* **Task**:
Both the line with "items were limited." and the line with "if trunc.remaining >" in the records below must appear in the output, along with every line between them, exactly and with nothing added.

++++++++++

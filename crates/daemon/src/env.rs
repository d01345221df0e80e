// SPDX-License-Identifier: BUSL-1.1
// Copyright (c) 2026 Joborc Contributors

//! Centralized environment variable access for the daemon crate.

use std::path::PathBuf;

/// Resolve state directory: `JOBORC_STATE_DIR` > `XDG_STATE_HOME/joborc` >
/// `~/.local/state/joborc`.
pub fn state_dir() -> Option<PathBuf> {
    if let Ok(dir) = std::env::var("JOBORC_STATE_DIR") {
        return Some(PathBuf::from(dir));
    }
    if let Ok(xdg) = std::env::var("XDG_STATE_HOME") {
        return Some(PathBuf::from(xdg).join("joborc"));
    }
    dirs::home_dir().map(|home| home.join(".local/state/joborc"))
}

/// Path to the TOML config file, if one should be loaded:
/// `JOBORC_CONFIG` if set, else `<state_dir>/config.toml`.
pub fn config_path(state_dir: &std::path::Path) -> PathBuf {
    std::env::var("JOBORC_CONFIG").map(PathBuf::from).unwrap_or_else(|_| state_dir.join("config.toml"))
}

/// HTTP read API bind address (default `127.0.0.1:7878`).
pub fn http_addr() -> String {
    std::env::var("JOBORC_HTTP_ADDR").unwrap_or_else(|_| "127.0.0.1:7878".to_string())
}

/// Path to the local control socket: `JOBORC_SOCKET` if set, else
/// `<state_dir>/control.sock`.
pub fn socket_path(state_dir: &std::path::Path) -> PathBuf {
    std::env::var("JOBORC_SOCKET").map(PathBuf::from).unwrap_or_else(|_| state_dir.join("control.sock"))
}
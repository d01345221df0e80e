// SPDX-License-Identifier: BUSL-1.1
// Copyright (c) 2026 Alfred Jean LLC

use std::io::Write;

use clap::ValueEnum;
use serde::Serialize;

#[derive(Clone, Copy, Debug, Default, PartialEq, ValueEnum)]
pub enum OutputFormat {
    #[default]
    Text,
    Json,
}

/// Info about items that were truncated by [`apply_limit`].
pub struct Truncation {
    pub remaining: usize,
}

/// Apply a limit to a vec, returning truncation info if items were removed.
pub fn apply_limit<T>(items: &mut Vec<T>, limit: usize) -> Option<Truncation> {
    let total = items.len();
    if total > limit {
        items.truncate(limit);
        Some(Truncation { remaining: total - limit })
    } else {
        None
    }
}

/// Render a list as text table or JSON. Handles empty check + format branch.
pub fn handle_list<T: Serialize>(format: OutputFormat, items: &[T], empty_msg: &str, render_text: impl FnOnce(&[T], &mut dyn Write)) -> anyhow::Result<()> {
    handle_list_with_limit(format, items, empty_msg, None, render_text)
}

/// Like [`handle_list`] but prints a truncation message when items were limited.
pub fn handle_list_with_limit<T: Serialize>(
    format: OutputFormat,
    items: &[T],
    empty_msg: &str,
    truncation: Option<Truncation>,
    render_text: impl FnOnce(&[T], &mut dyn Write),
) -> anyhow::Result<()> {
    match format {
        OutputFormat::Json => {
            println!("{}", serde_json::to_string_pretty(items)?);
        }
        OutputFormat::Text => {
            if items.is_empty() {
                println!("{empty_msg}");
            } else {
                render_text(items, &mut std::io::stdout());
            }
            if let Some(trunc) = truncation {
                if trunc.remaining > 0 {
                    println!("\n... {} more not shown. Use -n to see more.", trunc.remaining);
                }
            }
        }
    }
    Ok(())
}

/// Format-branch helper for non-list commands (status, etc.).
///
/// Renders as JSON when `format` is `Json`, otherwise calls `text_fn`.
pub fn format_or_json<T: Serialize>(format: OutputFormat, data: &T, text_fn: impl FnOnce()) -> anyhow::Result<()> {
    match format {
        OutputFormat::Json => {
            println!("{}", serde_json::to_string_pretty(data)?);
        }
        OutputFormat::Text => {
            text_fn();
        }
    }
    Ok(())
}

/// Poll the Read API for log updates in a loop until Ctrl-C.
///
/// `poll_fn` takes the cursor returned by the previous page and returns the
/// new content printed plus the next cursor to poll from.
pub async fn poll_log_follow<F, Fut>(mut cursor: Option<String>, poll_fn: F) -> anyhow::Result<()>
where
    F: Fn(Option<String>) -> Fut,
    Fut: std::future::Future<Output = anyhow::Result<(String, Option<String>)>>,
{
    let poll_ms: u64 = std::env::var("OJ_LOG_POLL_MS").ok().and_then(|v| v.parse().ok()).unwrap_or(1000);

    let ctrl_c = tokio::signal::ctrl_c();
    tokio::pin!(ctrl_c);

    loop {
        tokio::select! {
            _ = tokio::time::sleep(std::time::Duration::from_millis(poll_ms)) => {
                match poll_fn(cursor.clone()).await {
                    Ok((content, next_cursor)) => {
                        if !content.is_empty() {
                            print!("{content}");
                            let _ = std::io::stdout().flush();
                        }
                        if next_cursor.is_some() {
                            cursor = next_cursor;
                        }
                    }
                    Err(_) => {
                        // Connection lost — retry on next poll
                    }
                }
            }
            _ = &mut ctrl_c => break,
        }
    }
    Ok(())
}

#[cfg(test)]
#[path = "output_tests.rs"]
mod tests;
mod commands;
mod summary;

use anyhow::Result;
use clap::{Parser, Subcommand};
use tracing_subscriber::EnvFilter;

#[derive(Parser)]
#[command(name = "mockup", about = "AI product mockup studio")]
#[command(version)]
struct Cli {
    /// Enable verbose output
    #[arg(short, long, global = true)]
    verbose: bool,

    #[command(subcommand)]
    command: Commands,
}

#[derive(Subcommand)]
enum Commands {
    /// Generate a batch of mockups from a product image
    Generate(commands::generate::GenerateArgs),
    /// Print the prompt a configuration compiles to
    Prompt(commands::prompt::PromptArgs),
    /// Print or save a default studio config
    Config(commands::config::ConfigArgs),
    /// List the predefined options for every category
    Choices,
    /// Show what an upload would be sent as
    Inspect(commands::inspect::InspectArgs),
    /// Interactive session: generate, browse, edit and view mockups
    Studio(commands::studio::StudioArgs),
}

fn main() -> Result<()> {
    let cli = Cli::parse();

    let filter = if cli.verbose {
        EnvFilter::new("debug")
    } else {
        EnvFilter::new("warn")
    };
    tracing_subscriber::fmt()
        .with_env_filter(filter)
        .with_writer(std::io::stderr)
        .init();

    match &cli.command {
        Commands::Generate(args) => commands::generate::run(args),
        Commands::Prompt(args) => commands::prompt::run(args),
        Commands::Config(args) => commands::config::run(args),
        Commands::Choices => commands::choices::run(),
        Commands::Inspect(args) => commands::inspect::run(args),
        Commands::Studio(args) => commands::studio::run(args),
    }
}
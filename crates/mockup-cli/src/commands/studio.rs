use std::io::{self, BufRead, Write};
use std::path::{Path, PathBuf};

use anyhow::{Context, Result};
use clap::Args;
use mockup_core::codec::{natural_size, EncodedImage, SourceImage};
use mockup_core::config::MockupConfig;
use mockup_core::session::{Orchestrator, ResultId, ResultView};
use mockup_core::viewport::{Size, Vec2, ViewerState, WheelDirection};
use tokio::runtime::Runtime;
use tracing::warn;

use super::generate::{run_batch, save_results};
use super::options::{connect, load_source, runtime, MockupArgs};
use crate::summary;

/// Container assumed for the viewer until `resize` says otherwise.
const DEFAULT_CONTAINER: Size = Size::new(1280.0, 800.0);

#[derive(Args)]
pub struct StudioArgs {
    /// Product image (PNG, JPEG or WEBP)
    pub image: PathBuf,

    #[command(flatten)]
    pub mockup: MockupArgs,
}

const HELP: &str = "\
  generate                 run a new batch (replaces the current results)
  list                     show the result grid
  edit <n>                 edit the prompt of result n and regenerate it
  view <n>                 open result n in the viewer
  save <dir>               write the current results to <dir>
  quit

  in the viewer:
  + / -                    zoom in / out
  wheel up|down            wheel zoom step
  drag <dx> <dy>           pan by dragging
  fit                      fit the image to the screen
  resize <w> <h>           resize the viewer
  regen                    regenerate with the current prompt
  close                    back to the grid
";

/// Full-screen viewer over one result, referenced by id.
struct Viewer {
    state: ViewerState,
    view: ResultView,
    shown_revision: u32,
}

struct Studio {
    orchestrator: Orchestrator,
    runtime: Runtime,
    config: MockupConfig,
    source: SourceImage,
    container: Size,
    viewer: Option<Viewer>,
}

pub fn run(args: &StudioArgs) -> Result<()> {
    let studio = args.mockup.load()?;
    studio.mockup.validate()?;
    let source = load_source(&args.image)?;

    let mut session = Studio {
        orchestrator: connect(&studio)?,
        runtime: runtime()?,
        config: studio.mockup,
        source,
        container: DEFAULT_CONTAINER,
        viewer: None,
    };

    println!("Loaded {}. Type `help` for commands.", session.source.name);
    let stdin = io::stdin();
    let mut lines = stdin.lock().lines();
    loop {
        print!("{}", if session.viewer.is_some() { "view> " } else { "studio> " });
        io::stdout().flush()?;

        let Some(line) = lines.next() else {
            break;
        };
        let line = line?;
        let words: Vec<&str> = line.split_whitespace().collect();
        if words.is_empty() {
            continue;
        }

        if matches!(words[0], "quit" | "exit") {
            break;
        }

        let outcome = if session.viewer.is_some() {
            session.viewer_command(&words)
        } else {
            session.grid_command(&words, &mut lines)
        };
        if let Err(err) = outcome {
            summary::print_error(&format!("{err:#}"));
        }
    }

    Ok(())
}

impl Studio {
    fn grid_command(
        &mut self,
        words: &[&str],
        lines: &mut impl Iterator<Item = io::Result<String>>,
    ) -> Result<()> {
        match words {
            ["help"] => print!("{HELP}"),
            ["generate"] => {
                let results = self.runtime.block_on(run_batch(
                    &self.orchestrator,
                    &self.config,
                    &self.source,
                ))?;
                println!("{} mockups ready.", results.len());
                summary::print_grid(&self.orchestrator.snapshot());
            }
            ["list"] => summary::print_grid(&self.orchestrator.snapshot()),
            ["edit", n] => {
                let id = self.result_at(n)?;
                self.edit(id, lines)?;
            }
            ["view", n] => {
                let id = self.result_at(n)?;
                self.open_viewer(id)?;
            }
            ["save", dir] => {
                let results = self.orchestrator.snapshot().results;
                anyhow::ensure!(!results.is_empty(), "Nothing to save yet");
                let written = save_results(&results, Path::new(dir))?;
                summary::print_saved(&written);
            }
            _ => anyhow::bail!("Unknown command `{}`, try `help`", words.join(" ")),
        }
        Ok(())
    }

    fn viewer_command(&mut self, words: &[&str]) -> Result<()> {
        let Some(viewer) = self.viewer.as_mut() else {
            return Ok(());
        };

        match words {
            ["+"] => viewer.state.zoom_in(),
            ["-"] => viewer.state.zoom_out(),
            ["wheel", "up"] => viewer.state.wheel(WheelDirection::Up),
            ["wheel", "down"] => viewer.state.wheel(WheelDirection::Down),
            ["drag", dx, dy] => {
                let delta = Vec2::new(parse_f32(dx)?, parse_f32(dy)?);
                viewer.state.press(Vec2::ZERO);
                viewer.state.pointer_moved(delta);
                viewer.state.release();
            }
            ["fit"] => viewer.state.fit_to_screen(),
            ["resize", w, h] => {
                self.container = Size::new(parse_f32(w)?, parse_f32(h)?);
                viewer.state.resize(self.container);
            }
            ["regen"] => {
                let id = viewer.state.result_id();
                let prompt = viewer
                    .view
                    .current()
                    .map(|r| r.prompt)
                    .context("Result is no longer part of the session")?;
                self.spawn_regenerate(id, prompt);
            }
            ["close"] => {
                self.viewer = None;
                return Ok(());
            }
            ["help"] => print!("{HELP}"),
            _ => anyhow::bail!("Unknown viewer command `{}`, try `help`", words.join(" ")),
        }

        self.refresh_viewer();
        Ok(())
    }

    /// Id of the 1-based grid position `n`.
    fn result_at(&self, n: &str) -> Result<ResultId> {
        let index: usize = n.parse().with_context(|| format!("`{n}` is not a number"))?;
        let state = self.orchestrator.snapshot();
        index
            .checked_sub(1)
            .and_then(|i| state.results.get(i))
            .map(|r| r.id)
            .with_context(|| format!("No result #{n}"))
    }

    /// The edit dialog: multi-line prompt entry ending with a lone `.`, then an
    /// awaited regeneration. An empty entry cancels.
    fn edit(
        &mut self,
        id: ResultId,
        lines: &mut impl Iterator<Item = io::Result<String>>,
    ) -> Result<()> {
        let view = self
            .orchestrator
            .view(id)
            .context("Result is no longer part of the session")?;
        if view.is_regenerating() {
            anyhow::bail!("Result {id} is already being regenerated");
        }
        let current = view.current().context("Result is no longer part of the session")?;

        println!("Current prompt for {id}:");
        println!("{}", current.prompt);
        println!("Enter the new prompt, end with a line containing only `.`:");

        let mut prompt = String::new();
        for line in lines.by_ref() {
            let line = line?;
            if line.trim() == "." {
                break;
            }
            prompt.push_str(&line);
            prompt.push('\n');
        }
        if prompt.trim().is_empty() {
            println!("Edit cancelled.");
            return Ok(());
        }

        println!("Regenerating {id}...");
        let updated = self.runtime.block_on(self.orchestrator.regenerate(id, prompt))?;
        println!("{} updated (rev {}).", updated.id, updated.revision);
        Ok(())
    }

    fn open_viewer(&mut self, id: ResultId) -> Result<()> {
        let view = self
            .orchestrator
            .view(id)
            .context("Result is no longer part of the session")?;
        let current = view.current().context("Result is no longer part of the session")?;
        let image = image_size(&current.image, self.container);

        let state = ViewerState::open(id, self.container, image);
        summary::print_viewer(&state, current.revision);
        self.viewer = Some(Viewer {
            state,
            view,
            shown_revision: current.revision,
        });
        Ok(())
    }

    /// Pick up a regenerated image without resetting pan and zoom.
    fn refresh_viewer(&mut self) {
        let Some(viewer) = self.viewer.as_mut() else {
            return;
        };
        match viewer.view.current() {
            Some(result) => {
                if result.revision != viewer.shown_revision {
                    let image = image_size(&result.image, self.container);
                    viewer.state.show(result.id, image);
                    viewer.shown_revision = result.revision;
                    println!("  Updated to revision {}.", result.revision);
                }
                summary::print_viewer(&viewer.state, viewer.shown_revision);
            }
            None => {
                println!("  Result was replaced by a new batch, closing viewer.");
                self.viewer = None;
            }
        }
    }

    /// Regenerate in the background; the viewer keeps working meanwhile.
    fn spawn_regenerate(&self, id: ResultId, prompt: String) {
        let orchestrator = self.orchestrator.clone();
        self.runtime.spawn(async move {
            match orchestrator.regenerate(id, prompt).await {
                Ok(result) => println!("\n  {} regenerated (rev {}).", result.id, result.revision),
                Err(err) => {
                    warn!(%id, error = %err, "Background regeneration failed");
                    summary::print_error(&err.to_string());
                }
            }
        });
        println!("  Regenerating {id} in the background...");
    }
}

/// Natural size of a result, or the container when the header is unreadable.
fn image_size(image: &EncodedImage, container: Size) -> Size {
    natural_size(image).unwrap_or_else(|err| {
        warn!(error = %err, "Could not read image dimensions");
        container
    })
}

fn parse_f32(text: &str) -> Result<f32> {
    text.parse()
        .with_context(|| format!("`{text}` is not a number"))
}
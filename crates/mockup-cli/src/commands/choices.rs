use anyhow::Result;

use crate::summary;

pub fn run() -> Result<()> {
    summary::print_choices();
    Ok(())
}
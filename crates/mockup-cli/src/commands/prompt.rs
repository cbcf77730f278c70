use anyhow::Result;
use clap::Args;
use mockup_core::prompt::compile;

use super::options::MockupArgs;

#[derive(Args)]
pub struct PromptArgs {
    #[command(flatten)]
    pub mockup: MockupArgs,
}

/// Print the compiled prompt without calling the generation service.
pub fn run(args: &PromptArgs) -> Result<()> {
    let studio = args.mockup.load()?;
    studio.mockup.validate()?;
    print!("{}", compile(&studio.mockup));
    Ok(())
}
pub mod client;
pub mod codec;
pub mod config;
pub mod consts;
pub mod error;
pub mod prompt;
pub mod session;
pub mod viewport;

++++++++++

* **Answer section**:
/// Like [`handle_list`] but prints a truncation message when items were limited.
pub fn handle_list_with_limit<T: Serialize>(
    format: OutputFormat,
    items: &[T],
    empty_msg: &str,
    truncation: Option<Truncation>,
    render_text: impl FnOnce(&[T], &mut dyn Write),
) -> anyhow::Result<()> {
    match format {
        OutputFormat::Json => {
            println!("{}", serde_json::to_string_pretty(items)?);
        }
        OutputFormat::Text => {
            if items.is_empty() {
                println!("{empty_msg}");
            } else {
                render_text(items, &mut std::io::stdout());
            }
            if let Some(trunc) = truncation {
                if trunc.remaining > 0 {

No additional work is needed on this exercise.